Readings:  Tilley 212 - 213, 248 - 251, 260 - 261, 322 - 325, 326 - 327, 330 - 333

I.       Renal Disease

Renal disease is the cause of 15% of all small animal problems.  There are three basic sources of renal disease:  prerenal, renal and postrenal.

Prerenal kidney disease is caused by alterations in physilogic  factors that affect kidney function, such as blood flow, blood volume or blood pressure.  Nonrenal changes can also be a reflection of an animal's diet.

Clinical signs and lab findings of true renal disease occurs when there has been damage to approximately 75% of the nephrons.  Like many organs and structures in the body, the kidneys undergo compensatory hypertrophy, with compromised organs enlarging to compensate for decreased function; this masks the loss of functioning nephrons. 

Postrenal kidney disease is primarily associated with urethral obstruction.

II.     Renal Testing

In animals with renal disease, the Complete Blood Count (CBC) is generally nonspecific.  Chronic renal failure may lead to a nonregenerative anemia, due to decreased production of erythropoietin, and inflammation occurring in the kidneys may lead to a neutrophilia with a left shift and other changes associated with the inflammatory leukocyte profile.

A complete urinalysis should be performed, including urine chemistries, because changes frequently occur in the urine before they are seen in the blood.  A modified abrupt water deprivation test should be performed to determine if diabetes insipidus is present.

Clinical chemistries are relatively insensitive due to compensatory hypertrophy, and should always be performed concurrently with a urinalysis.  The primary chemistries used to assess renal function are nonprotein nitrogens and electrolytes.

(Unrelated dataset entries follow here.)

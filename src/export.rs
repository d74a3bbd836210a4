use serde::Serialize;

use crate::coerce::format_khr;
use crate::schema::{Student, TeacherRow};
use crate::view::{aggregate, Totals};

/// Tab-separated export of the student set, spreadsheet-friendly: numeric
/// fee, payment date exactly as displayed. Reads the records, never
/// mutates them.
pub fn students_tsv(records: &[Student]) -> String {
    let mut out = String::from("Name\tGender\tGrade\tTeacher\tFee\tPayment Date\n");
    for s in records {
        out.push_str(&[
            sanitize(&s.name),
            sanitize(&s.gender),
            sanitize(&s.grade),
            sanitize(&s.teacher),
            s.fee.to_string(),
            sanitize(&s.payment_date_display),
        ]
        .join("\t"));
        out.push('\n');
    }
    out
}

pub fn teachers_tsv(records: &[TeacherRow]) -> String {
    let mut out = String::from("Teacher\tGender\tStudents\tTotal\t80%\t20%\n");
    for t in records {
        out.push_str(&[
            sanitize(&t.teacher),
            sanitize(&t.gender),
            t.students.to_string(),
            t.total_fee.to_string(),
            t.teacher_share.to_string(),
            t.school_share.to_string(),
        ]
        .join("\t"));
        out.push('\n');
    }
    out
}

// Cell text can contain anything a sheet user typed.
fn sanitize(s: &str) -> String {
    s.replace(['\t', '\n', '\r'], " ")
}

/// Plain structured report for the shell's print layer. Money is
/// display-formatted here; layout stays on the shell side.
#[derive(Debug, Serialize)]
#[serde(rename_all = "camelCase")]
pub struct ReportModel {
    pub title: String,
    pub scope: String,
    pub generated_at: String,
    pub columns: Vec<String>,
    pub rows: Vec<Vec<String>>,
    pub totals: ReportTotals,
}

#[derive(Debug, Serialize)]
#[serde(rename_all = "camelCase")]
pub struct ReportTotals {
    pub count: usize,
    pub students: i64,
    pub total_fee: String,
    pub teacher_share: String,
    pub school_share: String,
}

impl ReportTotals {
    fn from_totals(t: Totals) -> Self {
        ReportTotals {
            count: t.count,
            students: t.students,
            total_fee: format_khr(t.total_fee),
            teacher_share: format_khr(t.teacher_share),
            school_share: format_khr(t.school_share),
        }
    }
}

pub fn students_report(records: &[Student], scope: &str, generated_at: String) -> ReportModel {
    ReportModel {
        title: "Student Fee Report".to_string(),
        scope: scope.to_string(),
        generated_at,
        columns: ["Name", "Gender", "Grade", "Teacher", "Fee", "Payment Date"]
            .map(String::from)
            .to_vec(),
        rows: records
            .iter()
            .map(|s| {
                vec![
                    s.name.clone(),
                    s.gender.clone(),
                    s.grade.clone(),
                    s.teacher.clone(),
                    format_khr(s.fee),
                    s.payment_date_display.clone(),
                ]
            })
            .collect(),
        totals: ReportTotals::from_totals(aggregate(records)),
    }
}

pub fn teachers_report(records: &[TeacherRow], scope: &str, generated_at: String) -> ReportModel {
    ReportModel {
        title: "Teacher Fee Split Report".to_string(),
        scope: scope.to_string(),
        generated_at,
        columns: ["Teacher", "Gender", "Students", "Total", "80%", "20%"]
            .map(String::from)
            .to_vec(),
        rows: records
            .iter()
            .map(|t| {
                vec![
                    t.teacher.clone(),
                    t.gender.clone(),
                    t.students.to_string(),
                    format_khr(t.total_fee),
                    format_khr(t.teacher_share),
                    format_khr(t.school_share),
                ]
            })
            .collect(),
        totals: ReportTotals::from_totals(aggregate(records)),
    }
}

#[cfg(test)]
mod tests {
    use super::*;
    use crate::coerce::DateOrder;
    use crate::schema::{map_students, map_teachers};
    use serde_json::json;

    #[test]
    fn students_tsv_keeps_numeric_fee_and_raw_date() {
        let records = map_students(
            &[vec![
                json!("Dara"),
                json!("Male"),
                json!("Grade5"),
                json!("Ms. Sok"),
                json!("1,200 ៛"),
                json!(null),
                json!(null),
                json!(null),
                json!("2024-03-01"),
            ]],
            DateOrder::DayFirst,
        );
        let tsv = students_tsv(&records);
        let mut lines = tsv.lines();
        assert_eq!(
            lines.next(),
            Some("Name\tGender\tGrade\tTeacher\tFee\tPayment Date")
        );
        assert_eq!(
            lines.next(),
            Some("Dara\tMale\tGrade5\tMs. Sok\t1200\t2024-03-01")
        );
        assert_eq!(lines.next(), None);
    }

    #[test]
    fn teacher_report_formats_money_and_totals() {
        let records = map_teachers(&[
            vec![json!("Ms. Sok"), json!("Female"), json!(3), json!(1000), json!(0), json!(0)],
            vec![json!("Mr. Rith"), json!("Male"), json!(2), json!(500), json!(400), json!(100)],
        ]);
        let report = teachers_report(&records, "all", "2024-03-20 09:00".into());
        assert_eq!(report.rows.len(), 2);
        assert_eq!(report.rows[0][3], "1,000 ៛");
        assert_eq!(report.rows[0][4], "800 ៛");
        assert_eq!(report.totals.students, 5);
        assert_eq!(report.totals.total_fee, "1,500 ៛");
        assert_eq!(report.totals.teacher_share, "1,200 ៛");
        assert_eq!(report.totals.school_share, "300 ៛");
    }

    #[test]
    fn tabs_in_cells_cannot_break_columns() {
        let records = map_students(
            &[vec![json!("Da\tra"), json!("Male"), json!(""), json!("Ms. Sok"), json!(10)]],
            DateOrder::DayFirst,
        );
        let tsv = students_tsv(&records);
        let data_line = tsv.lines().nth(1).unwrap();
        assert_eq!(data_line.split('\t').count(), 6);
    }
}
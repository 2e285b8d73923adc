use crate::tokenizer::MIN_PREFIX_LENGTH;
use serde::{Deserialize, Serialize};

/// Configuration for an `InvertedIndex`
///
/// None of these settings change query results; `parallel` and `chunk_size`
/// only change how a batch is built.
#[derive(Debug, Clone, PartialEq, Eq, Serialize, Deserialize)]
pub struct IndexConfig {
    /// Prefix queries shorter than this (in characters, after normalization)
    /// return nothing. Values below `MIN_PREFIX_LENGTH` are raised to it.
    pub min_prefix_length: usize,

    /// Build large batches on the rayon pool
    pub parallel: bool,

    /// Number of pairs per parallel worker chunk
    pub chunk_size: usize,
}

impl Default for IndexConfig {
    fn default() -> Self {
        Self {
            min_prefix_length: MIN_PREFIX_LENGTH,
            parallel: true,
            chunk_size: 256,
        }
    }
}

impl IndexConfig {
    /// The prefix length actually enforced; never below `MIN_PREFIX_LENGTH`
    pub fn effective_min_prefix_length(&self) -> usize {
        self.min_prefix_length.max(MIN_PREFIX_LENGTH)
    }

    /// Single-threaded batch building
    pub fn sequential() -> Self {
        Self {
            parallel: false,
            ..Self::default()
        }
    }
}
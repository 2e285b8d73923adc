//! Parallel batch building on the rayon pool
//!
//! Each worker tokenizes a disjoint chunk of pairs into its own `IndexData`;
//! the partial results are then binary-merged on the calling thread. Merge is
//! associative and commutative, so the result matches `build_batch`.

use crate::index::{binary_merge, build_batch, IndexData};
use rayon::prelude::*;
use tracing::debug;

/// Build one batch `IndexData` from `pairs` using the rayon pool
pub fn build_batch_parallel<T, I>(pairs: &[(T, I)], chunk_size: usize) -> IndexData
where
    T: AsRef<str> + Sync,
    I: AsRef<str> + Sync,
{
    let chunk_size = chunk_size.max(1);

    let partials: Vec<IndexData> = pairs
        .par_chunks(chunk_size)
        .map(|chunk| build_batch(chunk))
        .collect();

    debug!(
        pairs = pairs.len(),
        workers = partials.len(),
        "combining parallel partial indexes"
    );

    binary_merge(partials)
}
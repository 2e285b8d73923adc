use spanindex::{
    binary_merge, load_index, micro_indices, reduce_merge, save_index, IndexConfig,
    InvertedIndex, TokenRange,
};

const REVIEW: &str = "Hello world how is your app SwiftKey doing?";

fn prefix_tokens(index: &InvertedIndex, prefix: &str) -> Vec<String> {
    index
        .prefix_search(prefix)
        .unwrap()
        .into_iter()
        .map(|m| m.token)
        .collect()
}

#[test]
fn test_range_matches_original_substring() {
    let index = InvertedIndex::new();
    index.index_batch(&[(REVIEW, "review1")]);

    let data = index.lookup_exact("swiftkey").expect("swiftkey indexed");
    let ranges = data.ranges("review1").unwrap();
    assert_eq!(ranges.len(), 1);

    let start = REVIEW.find("SwiftKey").unwrap();
    assert_eq!(ranges.as_slice()[0], TokenRange::new(start, start + "SwiftKey".len()));
    assert_eq!(ranges.as_slice()[0].slice(REVIEW), Some("SwiftKey"));
}

#[test]
fn test_trailing_punctuation_is_a_distinct_token() {
    let index = InvertedIndex::new();
    index.index_batch(&[
        ("I love SwiftKey", "review1"),
        ("switched to swiftkey!", "review2"),
    ]);

    let plain = index.lookup_exact("swiftkey").unwrap();
    let bang = index.lookup_exact("swiftkey!").unwrap();
    assert_eq!(plain.sorted_identifiers(), vec!["review1"]);
    assert_eq!(bang.sorted_identifiers(), vec!["review2"]);
}

#[test]
fn test_prefix_search_corpus() {
    let index = InvertedIndex::new();
    index.index_batch(&[
        ("I swipe and swype", "r1"),
        ("swiping with SwiftKey", "r2"),
        ("switched from another keyboard", "r3"),
        ("will switch back", "r4"),
    ]);

    assert_eq!(
        prefix_tokens(&index, "sw"),
        vec!["swipe", "swype", "switch", "swiping", "swiftkey", "switched"]
    );
    assert_eq!(
        prefix_tokens(&index, "SWI"),
        vec!["swipe", "switch", "swiping", "swiftkey", "switched"]
    );
}

#[test]
fn test_short_prefix_always_empty() {
    let index = InvertedIndex::new();
    index.index_batch(&[("a ab abc", "r1")]);
    assert!(prefix_tokens(&index, "").is_empty());
    assert!(prefix_tokens(&index, "a").is_empty());
}

#[test]
fn test_prefix_results_agree_with_lookup() {
    let index = InvertedIndex::new();
    index.index_batch(&[
        ("switch switch switched", "r1"),
        ("Switch it", "r2"),
    ]);

    for m in index.prefix_search("sw").unwrap() {
        assert_eq!(index.lookup_exact(&m.token), Some(m.data));
    }
}

#[test]
fn test_reindexing_same_pair_is_idempotent() {
    let once = InvertedIndex::new();
    once.index_batch(&[(REVIEW, "review1")]);

    let twice = InvertedIndex::new();
    twice.index_batch(&[(REVIEW, "review1")]);
    twice.index_batch(&[(REVIEW, "review1")]);

    assert_eq!(once.snapshot_data(), twice.snapshot_data());
}

#[test]
fn test_merge_strategies_agree_on_real_text() {
    let micro: Vec<_> = [
        (REVIEW, "review1"),
        ("the app the app the", "review2"),
        ("doing doing? Doing", "review1"),
    ]
    .iter()
    .flat_map(|(text, id)| micro_indices(text, id))
    .collect();

    let mut reversed = micro.clone();
    reversed.reverse();

    let expected = reduce_merge(micro.clone());
    assert_eq!(binary_merge(micro), expected);
    assert_eq!(binary_merge(reversed), expected);
}

#[test]
fn test_persisted_index_answers_same_queries() {
    let dir = tempfile::tempdir().unwrap();
    let path = dir.path().join("reviews.spix");

    let index = InvertedIndex::new();
    index.index_batch(&[(REVIEW, "review1"), ("swipe typing", "review2")]);
    save_index(&index.snapshot_data(), &path).unwrap();

    let restored = InvertedIndex::from_data(load_index(&path).unwrap(), IndexConfig::default());
    assert_eq!(prefix_tokens(&restored, "sw"), prefix_tokens(&index, "sw"));
    assert_eq!(restored.lookup_exact("app"), index.lookup_exact("app"));
}
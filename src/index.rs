use crate::range::{RangeList, TokenRange};
use crate::tokenizer::tokenize;
use rustc_hash::{FxHashMap, FxHashSet};
use serde::{Deserialize, Serialize};

// ============================================================================
// TokenIndexData - identifier -> ranges for one token
// ============================================================================

/// Occurrences of one token, keyed by document identifier
#[derive(Debug, Clone, Default, PartialEq, Eq, Serialize, Deserialize)]
#[serde(transparent)]
pub struct TokenIndexData {
    pub(crate) identifiers: FxHashMap<String, RangeList>,
}

impl TokenIndexData {
    pub fn new() -> Self {
        Self::default()
    }

    pub fn single(identifier: &str, range: TokenRange) -> Self {
        let mut identifiers = FxHashMap::default();
        identifiers.insert(identifier.to_string(), RangeList::single(range));
        Self { identifiers }
    }

    /// Identifier-wise union; colliding identifiers merge their range lists
    pub fn merge(self, other: TokenIndexData) -> TokenIndexData {
        // Fold the smaller map into the larger one
        let (mut into, from) = if self.identifiers.len() >= other.identifiers.len() {
            (self, other)
        } else {
            (other, self)
        };

        for (identifier, ranges) in from.identifiers {
            match into.identifiers.remove(&identifier) {
                Some(existing) => {
                    into.identifiers.insert(identifier, existing.merge(ranges));
                }
                None => {
                    into.identifiers.insert(identifier, ranges);
                }
            }
        }

        into
    }

    /// Ranges recorded for an identifier
    pub fn ranges(&self, identifier: &str) -> Option<&RangeList> {
        self.identifiers.get(identifier)
    }

    pub fn iter(&self) -> impl Iterator<Item = (&str, &RangeList)> + '_ {
        self.identifiers.iter().map(|(id, ranges)| (id.as_str(), ranges))
    }

    /// Identifiers in ascending order
    pub fn sorted_identifiers(&self) -> Vec<&str> {
        let mut ids: Vec<&str> = self.identifiers.keys().map(String::as_str).collect();
        ids.sort_unstable();
        ids
    }

    /// Number of distinct identifiers mentioning the token
    pub fn identifier_count(&self) -> usize {
        self.identifiers.len()
    }

    /// Total occurrences across every identifier
    pub fn occurrence_count(&self) -> usize {
        self.identifiers.values().map(RangeList::len).sum()
    }

    pub fn is_empty(&self) -> bool {
        self.identifiers.is_empty()
    }
}

// ============================================================================
// IndexData - token -> identifier -> ranges, the merge unit
// ============================================================================

/// Token -> identifier -> ranges
///
/// Grown only by merging: a batch is built as a whole new `IndexData` and
/// then merged into the existing one.
#[derive(Debug, Clone, Default, PartialEq, Eq, Serialize, Deserialize)]
#[serde(transparent)]
pub struct IndexData {
    pub(crate) token_map: FxHashMap<String, TokenIndexData>,
}

impl IndexData {
    /// Create a new empty index
    pub fn new() -> Self {
        Self::default()
    }

    /// Index holding a single occurrence; `token` must already be normalized
    pub fn single(token: String, identifier: &str, range: TokenRange) -> Self {
        let mut token_map = FxHashMap::default();
        token_map.insert(token, TokenIndexData::single(identifier, range));
        Self { token_map }
    }

    /// Key-wise union; colliding tokens merge their per-identifier data
    pub fn merge(self, other: IndexData) -> IndexData {
        let (mut into, from) = if self.token_map.len() >= other.token_map.len() {
            (self, other)
        } else {
            (other, self)
        };

        for (token, data) in from.token_map {
            match into.token_map.remove(&token) {
                Some(existing) => {
                    into.token_map.insert(token, existing.merge(data));
                }
                None => {
                    into.token_map.insert(token, data);
                }
            }
        }

        into
    }

    /// Get data for an already-normalized token
    pub fn get(&self, token: &str) -> Option<&TokenIndexData> {
        self.token_map.get(token)
    }

    pub fn contains_token(&self, token: &str) -> bool {
        self.token_map.contains_key(token)
    }

    pub fn tokens(&self) -> impl Iterator<Item = &str> + '_ {
        self.token_map.keys().map(String::as_str)
    }

    pub fn iter(&self) -> impl Iterator<Item = (&str, &TokenIndexData)> + '_ {
        self.token_map.iter().map(|(token, data)| (token.as_str(), data))
    }

    /// Get total unique tokens
    pub fn token_count(&self) -> usize {
        self.token_map.len()
    }

    /// Distinct identifiers across all tokens
    pub fn identifier_count(&self) -> usize {
        self.token_map
            .values()
            .flat_map(|data| data.identifiers.keys())
            .collect::<FxHashSet<_>>()
            .len()
    }

    pub fn is_empty(&self) -> bool {
        self.token_map.is_empty()
    }
}

// ============================================================================
// Merge strategies
// ============================================================================

/// Fold `merge` left to right over `indices`, starting from empty
///
/// The accumulator only grows, so later merges cost more. Kept as the
/// reference result for `binary_merge`.
pub fn reduce_merge(indices: Vec<IndexData>) -> IndexData {
    indices.into_iter().fold(IndexData::new(), IndexData::merge)
}

/// Tournament merge: pair up neighbours and merge each pair until one remains
///
/// Produces exactly what `reduce_merge` does for the same input.
pub fn binary_merge(mut indices: Vec<IndexData>) -> IndexData {
    match indices.len() {
        0 => IndexData::new(),
        1 => indices.pop().unwrap_or_default(),
        2 => {
            let right = indices.pop().unwrap_or_default();
            let left = indices.pop().unwrap_or_default();
            left.merge(right)
        }
        n => {
            let mut paired = Vec::with_capacity(n.div_ceil(2));
            let mut iter = indices.into_iter();
            while let Some(left) = iter.next() {
                paired.push(match iter.next() {
                    Some(right) => left.merge(right),
                    None => left,
                });
            }
            binary_merge(paired)
        }
    }
}

/// One single-occurrence index per token in `text`
pub fn micro_indices(text: &str, identifier: &str) -> Vec<IndexData> {
    tokenize(text)
        .map(|token| IndexData::single(token.text, identifier, token.range))
        .collect()
}

/// Tokenize every `(text, identifier)` pair and binary-merge the occurrences
pub fn build_batch<T, I>(pairs: &[(T, I)]) -> IndexData
where
    T: AsRef<str>,
    I: AsRef<str>,
{
    let micro: Vec<IndexData> = pairs
        .iter()
        .flat_map(|(text, identifier)| micro_indices(text.as_ref(), identifier.as_ref()))
        .collect();

    binary_merge(micro)
}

Nonprotein nitrogens (NPNs) are waste products resulting from protein metabolism.  They are normally present in small amounts in serum. The most commonly assessed NPNs are blood urea nitrogen (BUN) and creatinine. Azotemia is a laboratory finding of increased NPNs.  It most frequently occurs in chronic renal failure and / or cardiovascular disease.  Uremia is a multisystemic toxic syndrome due to renal disease and azotemia.  Signs of uremia include lethargy, anorexia, depression, vomiting and diarrhea, polyuria and polydipsia and uremic breath. 

Blood Urea Nitrogen

Blood Urea Nitrogen (BUN) is used as a routine screening test and when renal disease is suspected.  BUN is formed during the catabolism of proteins, is processed in the liver and is the primary protein excretory product.  Most BUN is excreted via the kidneys, although a small amount is loss through the skin and gastrointestinal tract.  Some urea nitrogen is reabsorbed by the kidney for recycling in the body.

The specimen varies with the test, although serum is preferred.  Fasting is recommended and moderate hemolysis will not invalidate the test.  The reference range for BUN in dogs and cats is 10 - 30 mg/dl.  Testing for BUN is unreliable in early renal disease due to compensatory hypertrophy.  Although dipsticks are available (Azostix®), analysis in an automated chemistry machine is much more accurate and precise.

Increased BUN  may occur due to many reasons.  Prerenal azotemia can  result from a cardiovascular disorder that decreases blood flow through the glomerulus, a high protein diet, fever (which increases protein catabolism) and dehydration.  Renal azotemia is a sign of acute or chronic renal failure, glomerular nephritis, or tubular necrosis.  Postrenal azotemia results from urinary obstruction.  Decreased BUN is uncommon, but may result from protein malnutrition, cirrhosis of the liver and polyuria / polydipsia. 

Creatinine

Creatinine is a nonprotein nitrogen that is generally evaluated concurrently with BUN.  Creatine is formed from amino acids in the liver and provides energy storage in the muscles as phosphocreatine.  It is degraded to creatinine as energy is used.  Excretion is primarily via the kidneys and no reabsorption occurs.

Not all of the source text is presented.